5. Give them guidance and leadership. They crave it.
They’re on a steady diet of Muscle Milk and Adderall, so you don’t have to worry about food. They drink Coconut Water out of their Camelbak so you don’t have to worry about liquids. What they don’t have is any clue how to handle themselves in any kind of professional situation. Always scream out the jobs you want them to complete. A good way to think of them is a lion and you’re the lion tamer in a circus. A whip will help and a stool to keep distance between yourself and the Millennial. Although it feels cruel at first, once you master your dominate voice your Millennial will love you for it and want to find ways to earn your respect.
6. Do not be alarmed if you find dead animals in front of your office.

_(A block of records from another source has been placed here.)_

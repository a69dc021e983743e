//! Iteration and cursor traversal over the elements of a [`Tuple`].

use thunderdome::Index;

use crate::{error::Error, tuple::Tuple, value::Value};

/// An iterator over the payloads of a [`Tuple`], created by [`Tuple::iter`].
///
/// Each item is `None` exactly when the payload at that position is absent.
#[derive(Debug, Clone)]
pub struct Iter<'a> {
    tuple: &'a Tuple,
    next: Option<Index>,
    remaining: usize,
}

impl<'a> Iter<'a> {
    pub(crate) fn new(tuple: &'a Tuple) -> Self {
        Iter {
            tuple,
            next: Some(tuple.root()),
            remaining: tuple.size(),
        }
    }
}

impl<'a> Iterator for Iter<'a> {
    type Item = Option<&'a Value>;

    fn next(&mut self) -> Option<Self::Item> {
        let node = self.tuple.node(self.next?);
        self.next = node.next;
        self.remaining = self.remaining.saturating_sub(1);
        Some(node.value.as_ref())
    }

    fn size_hint(&self) -> (usize, Option<usize>) {
        (self.remaining, Some(self.remaining))
    }
}

impl<'a> ExactSizeIterator for Iter<'a> {}

/// A cursor over the elements of a [`Tuple`] which replaces payloads in place, created by
/// [`Tuple::cursor_mut`] or [`Tuple::cursor_mut_at`].
///
/// After the last element, the cursor wraps around to the first, so a tuple of known shape can be
/// refilled with a chain of [`set`](CursorMut::set) calls.
///
/// # Examples
///
/// ```
/// use linked_tuple::Tuple;
///
/// let mut tuple = Tuple::from_values(vec![1.0, 2.0, 3.0])?;
/// let _ = tuple.lock_size_as("point3d");
///
/// let mut cursor = tuple.cursor_mut();
/// let _ = cursor.set(4.0)?.set(5.0)?.set(6.0)?;
/// assert!(cursor.is_at_root());
/// let _ = cursor.set(7.0)?;
/// assert_eq!(cursor.position(), 1);
///
/// assert_eq!(tuple.to_string(), "(7, 5, 6)");
/// # Ok::<_, linked_tuple::Error>(())
/// ```
#[derive(Debug)]
pub struct CursorMut<'a> {
    tuple: &'a mut Tuple,
    node: Index,
    position: usize,
}

impl<'a> CursorMut<'a> {
    pub(crate) fn new(tuple: &'a mut Tuple, node: Index, position: usize) -> Self {
        CursorMut {
            tuple,
            node,
            position,
        }
    }

    /// The index of the element under the cursor.
    pub fn position(&self) -> usize {
        self.position
    }

    /// Whether the cursor is at the first element.
    pub fn is_at_root(&self) -> bool {
        self.node == self.tuple.root()
    }

    /// The payload under the cursor.
    pub fn current(&self) -> Option<&Value> {
        self.tuple.node(self.node).value.as_ref()
    }

    /// Replace the payload under the cursor, then move to the next element, wrapping around to
    /// the first after the last.
    ///
    /// # Errors
    ///
    /// Returns [`Error::InvalidValue`] if `value` wraps a [`Tuple`], or
    /// [`Error::IncompatibleType`] if `value` is not of the same type as the payload it would
    /// replace. On error, neither the payload nor the cursor moves.
    pub fn set(&mut self, value: impl Into<Value>) -> Result<&mut Self, Error> {
        let _ = self.tuple.set_at(self.node, value.into())?;
        self.move_next();
        Ok(self)
    }

    /// Move to the next element, wrapping around to the first after the last.
    pub fn move_next(&mut self) {
        match self.tuple.node(self.node).next {
            Some(next) => {
                self.node = next;
                self.position += 1;
            }
            None => {
                self.node = self.tuple.root();
                self.position = 0;
            }
        }
    }
}
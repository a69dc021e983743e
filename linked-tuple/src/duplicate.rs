//! The deep-clone engine: how each element of a tuple is duplicated.
//!
//! Every [`Value`] has a [`Capability`]. Plain data is copied; an [`Object`] is duplicated by the
//! strategy it declared when it was constructed. Objects which declared none are looked up by type
//! in a [`Duplicator`], which holds fallback strategies for types that cannot (or do not) declare
//! their own.

use std::{
    any::{self, Any, TypeId},
    collections::HashMap,
    sync::Arc,
};

use tracing::trace;

use crate::{
    error::Error,
    object::{Element, Object},
    value::Value,
};

#[cfg(feature = "serde")]
use crate::format::Format;
#[cfg(feature = "serde")]
use serde_crate::{Deserialize, Serialize};

/// The way a value is duplicated during a deep clone, in order of preference.
#[derive(Debug, Clone, Copy, PartialEq, Eq, PartialOrd, Ord, Hash)]
pub enum Capability {
    /// Immutable or trivially copyable data, duplicated by copying.
    Plain,
    /// A value with its own cloning operation.
    SelfClone,
    /// A value duplicated by a serialization round trip.
    Duplicable,
    /// A value with no way to duplicate itself.
    Opaque,
}

/// A strategy for duplicating values of type `T`, fixed when an [`Object`] is constructed.
pub(crate) trait Strategy<T>: Clone + Send + Sync + 'static {
    const CAPABILITY: Capability;

    fn duplicate(&self, value: &T) -> Result<T, Error>;
}

#[derive(Debug, Clone, Copy)]
pub(crate) struct Copied;

impl<T: Copy> Strategy<T> for Copied {
    const CAPABILITY: Capability = Capability::Plain;

    fn duplicate(&self, value: &T) -> Result<T, Error> {
        Ok(*value)
    }
}

#[derive(Debug, Clone, Copy)]
pub(crate) struct Cloned;

impl<T: Clone> Strategy<T> for Cloned {
    const CAPABILITY: Capability = Capability::SelfClone;

    fn duplicate(&self, value: &T) -> Result<T, Error> {
        Ok(value.clone())
    }
}

#[cfg(feature = "serde")]
#[derive(Debug, Clone, Copy)]
pub(crate) struct RoundTrip<F>(pub(crate) F);

#[cfg(feature = "serde")]
impl<T, F> Strategy<T> for RoundTrip<F>
where
    T: Serialize + for<'a> Deserialize<'a>,
    F: Format + Clone + Send + Sync + 'static,
{
    const CAPABILITY: Capability = Capability::Duplicable;

    fn duplicate(&self, value: &T) -> Result<T, Error> {
        self.0
            .clone()
            .round_trip(value)
            .map_err(|source| Error::NotCloneable {
                type_name: any::type_name::<T>(),
                source: Some(source),
            })
    }
}

#[derive(Debug, Clone, Copy)]
pub(crate) struct Opaque;

impl<T> Strategy<T> for Opaque {
    const CAPABILITY: Capability = Capability::Opaque;

    fn duplicate(&self, _: &T) -> Result<T, Error> {
        Err(Error::not_cloneable(any::type_name::<T>()))
    }
}

type FallbackFn = dyn Fn(&dyn Any) -> Result<Box<dyn Any + Send + Sync>, Error> + Send + Sync;

#[derive(Derivative, Clone)]
#[derivative(Debug)]
struct Fallback {
    type_name: &'static str,
    #[derivative(Debug = "ignore")]
    duplicate: Arc<FallbackFn>,
}

/// The dispatch table used to duplicate values during a deep clone.
///
/// Values are duplicated by the first capability that applies, in this order:
///
/// 1. plain data is copied;
/// 2. an object's own cloning operation, if it declared one;
/// 3. an object's own serialization round trip, if it declared one;
/// 4. a fallback registered in this table for the object's type.
///
/// If none applies, duplication fails with [`Error::NotCloneable`].
///
/// # Examples
///
/// ```
/// use linked_tuple::{Duplicator, Error, Object, Tuple};
///
/// #[derive(Debug, PartialEq)]
/// struct Handle(u32);
///
/// let tuple = Tuple::new(Object::opaque(Handle(7)))?;
/// assert!(matches!(tuple.deep_clone(), Err(Error::NotCloneable { .. })));
///
/// let mut duplicator = Duplicator::new();
/// let _ = duplicator.register(|handle: &Handle| Handle(handle.0));
/// assert_eq!(tuple.deep_clone_with(&duplicator)?, tuple);
/// # Ok::<_, Error>(())
/// ```
#[derive(Derivative, Clone, Default)]
#[derivative(Debug)]
pub struct Duplicator {
    fallbacks: HashMap<TypeId, Fallback>,
}

impl Duplicator {
    /// An empty table: only objects' own capabilities are used.
    pub fn new() -> Self {
        Duplicator::default()
    }

    /// Duplicate opaque objects of type `T` by calling `duplicate`. Replaces any fallback already
    /// registered for `T`.
    pub fn register<T, F>(&mut self, duplicate: F) -> &mut Self
    where
        T: Element,
        F: Fn(&T) -> T + Send + Sync + 'static,
    {
        self.insert::<T>(Arc::new(move |value: &dyn Any| {
            let value = value
                .downcast_ref::<T>()
                .ok_or_else(|| Error::not_cloneable(any::type_name::<T>()))?;
            Ok(Box::new(duplicate(value)) as Box<dyn Any + Send + Sync>)
        }))
    }

    /// Duplicate opaque objects of type `T` using their [`Clone`] implementation.
    pub fn register_clone<T: Element + Clone>(&mut self) -> &mut Self {
        self.register(T::clone)
    }

    /// Duplicate opaque objects of type `T` by a round trip through `format`.
    #[cfg(feature = "serde")]
    #[cfg_attr(docsrs, doc(cfg(feature = "serde")))]
    pub fn register_round_trip<T, F>(&mut self, format: F) -> &mut Self
    where
        T: Element + Serialize + for<'a> Deserialize<'a>,
        F: Format + Clone + Send + Sync + 'static,
    {
        let strategy = RoundTrip(format);
        self.insert::<T>(Arc::new(move |value: &dyn Any| {
            let value = value
                .downcast_ref::<T>()
                .ok_or_else(|| Error::not_cloneable(any::type_name::<T>()))?;
            let copy: T = strategy.duplicate(value)?;
            Ok(Box::new(copy) as Box<dyn Any + Send + Sync>)
        }))
    }

    /// Whether a fallback is registered for `T`.
    pub fn contains<T: Any>(&self) -> bool {
        self.fallbacks.contains_key(&TypeId::of::<T>())
    }

    fn insert<T: Element>(&mut self, duplicate: Arc<FallbackFn>) -> &mut Self {
        let fallback = Fallback {
            type_name: any::type_name::<T>(),
            duplicate,
        };
        let _ = self.fallbacks.insert(TypeId::of::<T>(), fallback);
        self
    }

    /// Produce an independent copy of `value`.
    pub fn duplicate(&self, value: &Value) -> Result<Value, Error> {
        Ok(match value {
            Value::Bool(b) => Value::Bool(*b),
            Value::Char(c) => Value::Char(*c),
            Value::Int(i) => Value::Int(*i),
            Value::Float(x) => Value::Float(*x),
            Value::Text(s) => Value::Text(s.clone()),
            Value::Type(tag) => Value::Type(*tag),
            Value::Object(object) => Value::Object(self.duplicate_object(object)?),
        })
    }

    fn duplicate_object(&self, object: &Object) -> Result<Object, Error> {
        if object.capability() != Capability::Opaque {
            return object.duplicate();
        }

        let fallback = self
            .fallbacks
            .get(&object.value_type_id())
            .ok_or_else(|| Error::not_cloneable(object.type_name()))?;
        trace!(type_name = fallback.type_name, "duplicating through fallback");
        let copy = (fallback.duplicate)(object.as_any())?;
        object
            .rewrap(copy)
            .ok_or_else(|| Error::not_cloneable(object.type_name()))
    }
}
use regex::Regex;
use std::sync::LazyLock;

/// Headers like `1st`, `2nd`, `23rd`, `64th` carry leaderboard placements.
static PLACEMENT_HEADER: LazyLock<Regex> =
    LazyLock::new(|| Regex::new(r"^\d+(st|nd|rd|th)$").expect("placement header pattern is valid"));

const OVERFLOW_HEADER: &str = "...";

/// A single CSV cell after opportunistic numeric coercion
#[derive(Debug, Clone, PartialEq)]
pub enum CsvValue {
    Text(String),
    Number(f64),
}

impl CsvValue {
    /// Coerce a trimmed field. Anything that is not a finite float stays text,
    /// and the empty string stays empty rather than becoming zero.
    pub fn from_field(raw: &str) -> Self {
        let trimmed = raw.trim();
        if trimmed.is_empty() {
            return CsvValue::Text(String::new());
        }

        match trimmed.parse::<f64>() {
            Ok(value) if value.is_finite() => CsvValue::Number(value),
            _ => CsvValue::Text(trimmed.to_string()),
        }
    }

    pub fn as_number(&self) -> Option<f64> {
        match self {
            CsvValue::Number(value) => Some(*value),
            CsvValue::Text(_) => None,
        }
    }

    /// String form of the cell; whole numbers print without a fractional part.
    pub fn as_text(&self) -> String {
        match self {
            CsvValue::Text(text) => text.clone(),
            CsvValue::Number(value) => value.to_string(),
        }
    }

    pub fn is_blank(&self) -> bool {
        match self {
            CsvValue::Text(text) => text.trim().is_empty(),
            CsvValue::Number(_) => false,
        }
    }
}

/// One data line keyed by header, in header order
#[derive(Debug, Clone, PartialEq, Default)]
pub struct RawRow {
    fields: Vec<(String, CsvValue)>,
    placements: Vec<String>,
}

impl RawRow {
    pub fn get(&self, header: &str) -> Option<&CsvValue> {
        self.fields
            .iter()
            .find(|(name, _)| name == header)
            .map(|(_, value)| value)
    }

    /// Trimmed text of a non-blank cell
    pub fn text(&self, header: &str) -> Option<String> {
        self.get(header)
            .filter(|value| !value.is_blank())
            .map(|value| value.as_text().trim().to_string())
    }

    pub fn number(&self, header: &str) -> Option<f64> {
        self.get(header).and_then(CsvValue::as_number)
    }

    pub fn fields(&self) -> &[(String, CsvValue)] {
        &self.fields
    }

    pub fn placements(&self) -> &[String] {
        &self.placements
    }
}

#[derive(Debug, Clone, PartialEq, Default)]
pub struct ParsedCsv {
    pub headers: Vec<String>,
    pub rows: Vec<RawRow>,
}

impl ParsedCsv {
    pub fn is_empty(&self) -> bool {
        self.rows.is_empty()
    }
}

/// Parse delimited text into ordered rows.
///
/// Fails closed: input with fewer than two non-blank lines yields an empty
/// result. The header line is split on bare commas; data lines honour
/// double-quoted regions, whose quote characters are dropped.
pub fn parse_csv(text: &str) -> ParsedCsv {
    let lines: Vec<&str> = text
        .lines()
        .map(|line| line.trim_end_matches('\r'))
        .filter(|line| !line.trim().is_empty())
        .collect();

    if lines.len() < 2 {
        return ParsedCsv::default();
    }

    let headers = split_header(lines[0]);
    let rows = lines[1..]
        .iter()
        .map(|line| build_row(&headers, split_quoted(line)))
        .collect();

    ParsedCsv { headers, rows }
}

fn split_header(line: &str) -> Vec<String> {
    line.trim_start_matches('\u{feff}')
        .split(',')
        .map(|header| header.trim().to_string())
        .collect()
}

fn split_quoted(line: &str) -> Vec<String> {
    let mut fields = Vec::new();
    let mut current = String::new();
    let mut in_quotes = false;

    for ch in line.chars() {
        match ch {
            '"' => in_quotes = !in_quotes,
            ',' if !in_quotes => fields.push(std::mem::take(&mut current)),
            _ => current.push(ch),
        }
    }
    fields.push(current);

    fields
}

fn build_row(headers: &[String], values: Vec<String>) -> RawRow {
    let fields: Vec<(String, CsvValue)> = headers
        .iter()
        .enumerate()
        .map(|(idx, header)| {
            let value = values
                .get(idx)
                .map(|raw| CsvValue::from_field(raw))
                .unwrap_or_else(|| CsvValue::Text(String::new()));
            (header.clone(), value)
        })
        .collect();

    let placements = extract_placements(&fields, values.get(headers.len()..).unwrap_or(&[]));

    RawRow { fields, placements }
}

fn extract_placements(fields: &[(String, CsvValue)], overflow: &[String]) -> Vec<String> {
    let declared = fields
        .iter()
        .filter(|(header, _)| is_placement_header(header))
        .map(|(_, value)| value.as_text());

    let extra = overflow.iter().map(|raw| raw.to_string());

    declared
        .chain(extra)
        .map(|value| value.trim().to_string())
        .filter(|value| !value.is_empty())
        .collect()
}

fn is_placement_header(header: &str) -> bool {
    header == OVERFLOW_HEADER || PLACEMENT_HEADER.is_match(header)
}
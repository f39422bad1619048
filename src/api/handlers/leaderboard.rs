use axum::{
    extract::{Query, State},
    http::StatusCode,
    response::{IntoResponse, Json},
};
use std::sync::Arc;

use super::{AppState, LeaderboardParams};
use crate::api::models::{AllTimeRow, LeaderboardResponse};
use crate::database;
use crate::leaderboard::ScoringMode;

/// Stored rows for one period and mode; defaults to the latest period and daily
pub async fn get_leaderboard(
    State(state): State<Arc<AppState>>,
    Query(params): Query<LeaderboardParams>,
) -> impl IntoResponse {
    let mode = match params.mode.as_deref().map(str::parse::<ScoringMode>).transpose() {
        Ok(mode) => mode.unwrap_or(ScoringMode::Daily),
        Err(e) => return (StatusCode::BAD_REQUEST, e).into_response(),
    };

    let mut conn = match state.pool.get() {
        Ok(conn) => conn,
        Err(_) => return (StatusCode::INTERNAL_SERVER_ERROR, "DB Connection Error").into_response(),
    };

    let period_key = match params.period {
        Some(period) => Some(period),
        None => match database::leaderboard::latest_period(&mut conn) {
            Ok(period) => period,
            Err(e) => return (StatusCode::INTERNAL_SERVER_ERROR, format!("Query Error: {}", e)).into_response(),
        },
    };

    let entries = match period_key.as_deref() {
        Some(period) => match database::leaderboard::list_period(&mut conn, period, mode) {
            Ok(entries) => entries,
            Err(e) => return (StatusCode::INTERNAL_SERVER_ERROR, format!("Query Error: {}", e)).into_response(),
        },
        None => Vec::new(),
    };

    Json(LeaderboardResponse {
        period_key,
        mode,
        entries,
    })
    .into_response()
}

pub async fn get_all_time(State(state): State<Arc<AppState>>) -> impl IntoResponse {
    let mut conn = match state.pool.get() {
        Ok(conn) => conn,
        Err(_) => return (StatusCode::INTERNAL_SERVER_ERROR, "DB Connection Error").into_response(),
    };

    match database::all_time::list_all(&mut conn) {
        Ok(records) => {
            let rows: Vec<AllTimeRow> = records
                .into_iter()
                .enumerate()
                .map(|(i, record)| AllTimeRow { rank: i + 1, record })
                .collect();
            Json(rows).into_response()
        }
        Err(e) => (StatusCode::INTERNAL_SERVER_ERROR, format!("Query Error: {}", e)).into_response(),
    }
}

This is your Millennial trying to give you a gift and earn your respect. Mice and rats mean they respect you and want to know that they’re doing their part to make your life easier. Rabbits and cats mean they may have fallen in love with you, never look them in they eyes if this has happened. It will soon pass. If you find an exlover dead in front of your door call the police.
7. Wear clothes they can understand.
A Millennial can be molded and shaped into whatever you want. They are the human clay of humans. They only problem is they’ll only listen to someone who dressed like them. You MUST wear a Supreme hat at all times. If your hat has less than 5 panels your Millennial will not respect you and you will be fighting a losing battle. Get a Supreme hat immediately. Collared shirts are ok, but they must be plaid. Dyeing at least one streak of blue or green in your hair is HIGHLY recommended as it will only make you more relatable to them. That truly is the end goal here: be as relatable to your Millennial as possible. You basically want them to think you’re cool, because why else do you have a fucking Millennial working with you?
Just remember that you were young once and people wrote thing like this about your generation all the time. Well, no. That’s not true at all. Baby boomers did whatever. Generation X was more like “these kids suck” and Generation Y was like “lol fuck these dudes”. For some reason we’re really into talking about these people. Not really sure why but, here we are.